They moved back past the environmental systems, through hallways. The lights flickered several times but the station stayed in good condition. The air began to smell better, although it took Falmo'o a few minutes to realize it. After a little bit they reached a room, marked "ENGINEERING MAINTENANCE CORE - NO ADMITTANCE" above the door.
Falmo'o deliberately "looked away" as she punched in the door code, knowing that Taynee wouldn't realize that he was watching through one of his rear eyes. It was a simple code, only eight digits.
Easy number to remember, he thought to himself.
The door slid open, revealing some of the core systems. The graviton generator, which kept the facility on station as well as monitored grav waves, the main environmental system, the three power plants, and a couple of ones that Falmo'o didn't recognize.

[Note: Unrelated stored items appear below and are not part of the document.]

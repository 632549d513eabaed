//! Document validation: `_id` assignment and unique-constraint enforcement.
//!
//! Grounded on `document_validator.py`'s `DocumentValidator`: every inbound
//! document is stamped with an `_id` if it lacks one, then checked against
//! every unique index declared on its collection. An update is allowed to
//! keep its own value for a uniquely-indexed field (it's still the sole
//! owner), matching the source's `old_doc.get(field) == document[field]`
//! short-circuit.

use crate::error::CoreResult;
use crate::index::UniqueIndex;
use docdb_storage::Layout;
use serde_json::Value;
use std::sync::Arc;
use uuid::Uuid;

/// Validates and stamps documents against a collection's unique indexes.
pub struct DocumentValidator {
    layout: Arc<Layout>,
    db: String,
}

impl DocumentValidator {
    /// Builds a validator scoped to one database.
    #[must_use]
    pub fn new(layout: Arc<Layout>, db: impl Into<String>) -> Self {
        Self { layout, db: db.into() }
    }

    /// Ensures `document` carries an `_id`, generating a UUID if absent.
    pub fn ensure_id(&self, document: &mut Value) {
        if let Value::Object(map) = document {
            if !map.contains_key("_id") {
                map.insert("_id".to_string(), Value::String(Uuid::new_v4().to_string()));
            }
        }
    }

    /// Validates `document` against every unique index declared on
    /// `collection`, claiming each indexed value in the same pass (so a
    /// concurrent insert racing on the same value sees it already taken).
    ///
    /// `indexed_fields` is the collection's full unique-enforced field set —
    /// `_id` plus every field `create_index` has declared — so a duplicate
    /// on any one of them fails the whole call. If a later field conflicts,
    /// every field already claimed by this call is released before
    /// returning, leaving no partial claim behind.
    ///
    /// `old_doc` is the document's prior state, required for updates so a
    /// document keeping its own indexed value isn't rejected as a
    /// duplicate of itself.
    pub fn validate(
        &self,
        collection: &str,
        document: &Value,
        indexed_fields: &[String],
        old_doc: Option<&Value>,
    ) -> CoreResult<()> {
        let doc_id = document
            .get("_id")
            .and_then(Value::as_str)
            .expect("ensure_id stamps _id before validate is called");

        let mut claimed: Vec<&String> = Vec::new();
        for field in indexed_fields {
            let Some(value) = document.get(field) else {
                continue;
            };
            if let Some(old) = old_doc {
                if old.get(field) == Some(value) {
                    continue;
                }
            }
            let index = UniqueIndex::new(self.layout.clone(), &self.db, collection, field);
            if let Err(err) = index.check_and_claim(value, doc_id) {
                for done in &claimed {
                    if let Some(v) = document.get(done.as_str()) {
                        let _ = UniqueIndex::new(self.layout.clone(), &self.db, collection, done.as_str()).release(v);
                    }
                }
                return Err(err);
            }
            claimed.push(field);
        }
        Ok(())
    }

    /// Releases every unique index entry `document` held for `collection`,
    /// used on delete.
    pub fn release(&self, collection: &str, document: &Value, indexed_fields: &[String]) -> CoreResult<()> {
        for field in indexed_fields {
            let Some(value) = document.get(field) else {
                continue;
            };
            let index = UniqueIndex::new(self.layout.clone(), &self.db, collection, field);
            index.release(value)?;
        }
        Ok(())
    }

    /// Releases the old value of every indexed field that changed between
    /// `old` and `new`, called after `validate` has claimed the new values
    /// so an update doesn't leave the document's previous value squatting
    /// in the index forever.
    pub fn release_changed(&self, collection: &str, old: &Value, new: &Value, indexed_fields: &[String]) -> CoreResult<()> {
        for field in indexed_fields {
            let old_value = old.get(field);
            if old_value == new.get(field) {
                continue;
            }
            if let Some(value) = old_value {
                UniqueIndex::new(self.layout.clone(), &self.db, collection, field).release(value)?;
            }
        }
        Ok(())
    }
}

"It'll be back here," Taynee said. She moved between several large pieces of machinery and Falmo'o followed, remembering what the labels were. There were two computer core towers that disappeared above the ceiling and were twelve meters across. They were mostly dark, which made Falmo'o wonder just how much computing power the station had at its disposal if all the computational power needed to keep everything running that had to run at all times barely touched the computer systems.
"Here," she said. She reached out and touched it. "My God." She tapped two places. "DARPA and Overproject Whisper."
"What?" Falmo'o asked. It was a simple looking logo. A simple blue oval marked with longitude and latitude lines with DARPA printed on it. Underneath was was written "OVERPROJECT WHISPER" not that he could read either text.
"That's impossible," Taynee said. She shook her head. "There's no way that logo should even be here."
"What does it mean?" Falmo'o said. To him, one logo from a primitive species was like another, but whatever it was, it had shaken Taynee up.
But Taynee hadn't figured out, in all the time she had been here, what was going on.
Falmo'o had an idea.
"It's a pre-diasporia government agency. This plaque shouldn't be here," Taynee said. "There's no way..."
She moved over to the computer terminal and began typing. It beeped within seconds and she shook her head.
"No. It's impossible," she said. She turned and looked at Falmo'o. "Do you have any governments or government agencies that people don't even speak about in whispers any more?"
Falmo'o shook his head. "No."
The Executor Covert Action Agency is one, he thought to himself.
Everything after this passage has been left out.